Желание быть городом. Итальянский травелог эпохи Твиттера в шести частях и тридцати пяти городах (Бавильский) - страница 254

В музеях (особенно это касается Феррары) людей мало.

После сиесты вылезло солнце, стало душно, как перед грозой. Феррара покрылась мелкой испариной и вновь вернула мне дискомфорт. Правильнее написать: ввернула. Пришлось сделать еще одно усилие – над собой и над страной, что вокруг. В стороне от этой толчеи

«У людей пред праздником уборка…» Своим драгоценным и невидимым теперь фасадом, за которым, собственно, я и ехал, Дуомо повернут к герцогскому замку (памятник Савонароле стоит к замку спиной), а к площади, на которой стены собора превращены в торговые ряды с избушечными чердаками, стоит боком. Понятно почему – всю другую сторону Палаццо Коммунале занимает почти новый торговый центр с «Макдоналдсом» наперевес. Хоть он и сложен из розоватого туфа и прикрыт останками аутентичных архитектурных деталей, выглядит бледно.

Дуомо закрыли фасад, и с города точно бы смыли весь макияж, он стал равен самому себе – терракотовый, тихий, точно надорвавшийся, выгоревший изнутри, но продолжающий жить по привычке.

По инерции.

Возможно, из-за тумана, так и висящего над Эмилией весь день, Феррара утеряла свои бодрые цвета и кажется восстановленной после пожарища.

Жизнь ушла из нее, но позже вернулась в ином качестве, с которым Феррара пока не определилась. Музеи пустые, торгуют облезлыми стенами; они, единственные, пыжатся произвести впечатление на заезжих туристов. Да и то лишь потому, что такая у них обязанность – производить впечатление, а иначе люди попросту раскошеливаться не будут.

Музеи здесь необязательны, даже пинакотека, обычно служащая для чужака типа меня то ли якорем, то ли причалом. Даже Дуомо, обляпанный изнутри свечным барочным нагаром, не работает точкой отсчета или же притяжения: закрыв фасад, из-под него как выбили табуретку.

Здесь даже университет, в сторону которого меня погнала простата, умер и подглядывает. Студенты меланхоличны в полуобмороке, особенно заметном после харизматичной Болоньи. Лишь велосипедисты чувствуют себя в полном праве, выполняя в городском ландшафте роль голубей и прочих прирученных птиц.



Без точки опоры я чувствовал себя как внутри экзистенциального фильма, хотя и не был в плаще.

Туман усиливался, велосипедисты борзели.

Истошно, в цвет улице Ариосто, пахло кофе, плесенью и паутиной, а я все не мог придумать этому фильму название или вспомнить имя режиссера.

Так выглядит (проявляет себя) безвременье.

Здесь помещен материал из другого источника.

//! Alarm definitions and their recurrence rules.
//!
//! An alarm fires at `hour:minute` local time, either once (the next time the
//! clock reaches that time) or on a set of weekdays. The weekday set is never
//! empty: an empty selection is normalized to [`Recurrence::OneShot`].

mod recurrence;

pub use recurrence::{next_fire_for, next_fire_time};

use chrono::Weekday;
use serde::{Deserialize, Serialize};

use crate::error::ValidationError;

const ALL_DAYS: [Weekday; 7] = [
    Weekday::Mon,
    Weekday::Tue,
    Weekday::Wed,
    Weekday::Thu,
    Weekday::Fri,
    Weekday::Sat,
    Weekday::Sun,
];

/// Short lowercase symbol used in storage and on the command line.
pub fn weekday_symbol(day: Weekday) -> &'static str {
    match day {
        Weekday::Mon => "mon",
        Weekday::Tue => "tue",
        Weekday::Wed => "wed",
        Weekday::Thu => "thu",
        Weekday::Fri => "fri",
        Weekday::Sat => "sat",
        Weekday::Sun => "sun",
    }
}

/// Parse a weekday symbol ("mon", "Monday", "TUE", ...). Unknown symbols give `None`.
pub fn parse_weekday(symbol: &str) -> Option<Weekday> {
    symbol.trim().parse::<Weekday>().ok()
}

/// A set of weekdays stored as a 7-bit mask (bit 0 = Monday).
#[derive(Debug, Clone, Copy, PartialEq, Eq, Hash, Default, Serialize, Deserialize)]
#[serde(into = "Vec<String>", from = "Vec<String>")]
pub struct DaySet(u8);

impl DaySet {
    pub fn empty() -> Self {
        Self(0)
    }

    pub fn insert(&mut self, day: Weekday) {
        self.0 |= 1 << day.num_days_from_monday();
    }

    pub fn contains(&self, day: Weekday) -> bool {
        self.0 & (1 << day.num_days_from_monday()) != 0
    }

    pub fn is_empty(&self) -> bool {
        self.0 == 0
    }

    pub fn len(&self) -> usize {
        self.0.count_ones() as usize
    }

    /// Days in Monday-first order.
    pub fn iter(&self) -> impl Iterator<Item = Weekday> + '_ {
        ALL_DAYS.iter().copied().filter(move |d| self.contains(*d))
    }

    /// Parse a `, `-separated symbol list, skipping anything unrecognized.
    pub fn parse_lossy(text: &str) -> Self {
        text.split(',').filter_map(parse_weekday).collect()
    }

    /// Render as the stored form, e.g. `"mon, wed, fri"`.
    pub fn to_symbols(&self) -> String {
        self.iter()
            .map(weekday_symbol)
            .collect::<Vec<_>>()
            .join(", ")
    }
}

impl FromIterator<Weekday> for DaySet {
    fn from_iter<I: IntoIterator<Item = Weekday>>(iter: I) -> Self {
        let mut set = DaySet::empty();
        for day in iter {
            set.insert(day);
        }
        set
    }
}

impl From<DaySet> for Vec<String> {
    fn from(set: DaySet) -> Self {
        set.iter().map(|d| weekday_symbol(d).to_string()).collect()
    }
}

impl From<Vec<String>> for DaySet {
    fn from(symbols: Vec<String>) -> Self {
        symbols.iter().filter_map(|s| parse_weekday(s)).collect()
    }
}

/// When an alarm repeats.
#[derive(Debug, Clone, Copy, PartialEq, Eq, Serialize, Deserialize)]
#[serde(tag = "kind", rename_all = "snake_case")]
pub enum Recurrence {
    /// Fires the next time the clock reaches hour:minute, today or tomorrow.
    OneShot,
    /// Fires on each selected weekday. Never empty once built through [`Recurrence::from_days`].
    Weekly { days: DaySet },
}

impl Recurrence {
    /// Build a recurrence from a day set, normalizing an empty set to `OneShot`.
    pub fn from_days(days: DaySet) -> Self {
        if days.is_empty() {
            Recurrence::OneShot
        } else {
            Recurrence::Weekly { days }
        }
    }

    /// Parse the stored form. Empty text or text with no recognizable day is `OneShot`.
    pub fn parse_lossy(text: &str) -> Self {
        Self::from_days(DaySet::parse_lossy(text))
    }

    /// Stored form: empty string for `OneShot`, a symbol list otherwise.
    pub fn to_stored(&self) -> String {
        match self {
            Recurrence::OneShot => String::new(),
            Recurrence::Weekly { days } => days.to_symbols(),
        }
    }

    /// Same rule, with a deserialized empty weekly set folded back to `OneShot`.
    pub fn normalized(self) -> Self {
        match self {
            Recurrence::Weekly { days } => Self::from_days(days),
            other => other,
        }
    }
}

impl std::fmt::Display for Recurrence {
    fn fmt(&self, f: &mut std::fmt::Formatter<'_>) -> std::fmt::Result {
        match self.normalized() {
            Recurrence::OneShot => write!(f, "once"),
            Recurrence::Weekly { days } => write!(f, "{}", days.to_symbols()),
        }
    }
}

/// A user-defined alarm.
///
/// `id` is assigned by the alarm store and doubles as the wake-handle key.
#[derive(Debug, Clone, PartialEq, Eq, Serialize, Deserialize)]
pub struct AlarmDefinition {
    pub id: i64,
    pub hour: u32,
    pub minute: u32,
    #[serde(default = "default_active")]
    pub active: bool,
    pub recurrence: Recurrence,
}

fn default_active() -> bool {
    true
}

impl AlarmDefinition {
    /// Create an active, not-yet-stored alarm (id 0).
    ///
    /// # Errors
    /// Returns an error if `hour` or `minute` is outside the clock range.
    pub fn new(hour: u32, minute: u32, recurrence: Recurrence) -> Result<Self, ValidationError> {
        validate_time(hour, minute)?;
        Ok(Self {
            id: 0,
            hour,
            minute,
            active: true,
            recurrence: recurrence.normalized(),
        })
    }

    pub fn with_id(mut self, id: i64) -> Self {
        self.id = id;
        self
    }

    /// `HH:MM` rendering.
    pub fn time_label(&self) -> String {
        format!("{:02}:{:02}", self.hour, self.minute)
    }
}

/// Check an hour/minute pair against the 24h clock.
pub fn validate_time(hour: u32, minute: u32) -> Result<(), ValidationError> {
    if hour > 23 || minute > 59 {
        return Err(ValidationError::InvalidTime { hour, minute });
    }
    Ok(())
}

#[cfg(test)]
mod tests {
    use super::*;

    #[test]
    fn empty_selection_normalizes_to_one_shot() {
        assert_eq!(Recurrence::parse_lossy(""), Recurrence::OneShot);
        assert_eq!(Recurrence::from_days(DaySet::empty()), Recurrence::OneShot);
        let weekly = Recurrence::Weekly { days: DaySet::empty() };
        assert_eq!(weekly.normalized(), Recurrence::OneShot);
    }

    #[test]
    fn unknown_symbols_are_skipped() {
        let rec = Recurrence::parse_lossy("mon, xyz, Friday");
        match rec {
            Recurrence::Weekly { days } => {
                assert_eq!(days.len(), 2);
                assert!(days.contains(Weekday::Mon));
                assert!(days.contains(Weekday::Fri));
            }
            other => panic!("expected weekly, got {other:?}"),
        }
        assert_eq!(Recurrence::parse_lossy("nope, never"), Recurrence::OneShot);
    }

    #[test]
    fn stored_form_is_monday_first() {
        let days: DaySet = [Weekday::Sun, Weekday::Wed, Weekday::Mon].into_iter().collect();
        assert_eq!(Recurrence::from_days(days).to_stored(), "mon, wed, sun");
        assert_eq!(Recurrence::OneShot.to_stored(), "");
    }

    #[test]
    fn serde_uses_symbol_lists() {
        let def = AlarmDefinition::new(
            7,
            30,
            Recurrence::from_days([Weekday::Tue, Weekday::Thu].into_iter().collect()),
        )
        .unwrap();
        let json = serde_json::to_value(&def).unwrap();
        assert_eq!(json["recurrence"]["kind"], "weekly");
        assert_eq!(json["recurrence"]["days"], serde_json::json!(["tue", "thu"]));
        let back: AlarmDefinition = serde_json::from_value(json).unwrap();
        assert_eq!(back, def);
    }

    #[test]
    fn new_rejects_out_of_range_time() {
        assert!(AlarmDefinition::new(24, 0, Recurrence::OneShot).is_err());
        assert!(AlarmDefinition::new(23, 60, Recurrence::OneShot).is_err());
        assert!(AlarmDefinition::new(23, 59, Recurrence::OneShot).is_ok());
    }
}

Феррара слишком рано начала, да слишком рано выдохлась. Два века взбудораженной жизни при д’Эсте, когда город распирало как на дрожжах и весь он был вокруг да около замков как важнейшего градостроительного предприятия, и полный упадок, перешедший затем в запустенье, – все это считывается в меланхолии чистых страниц палимпсеста, с которого соскоблили весь текст.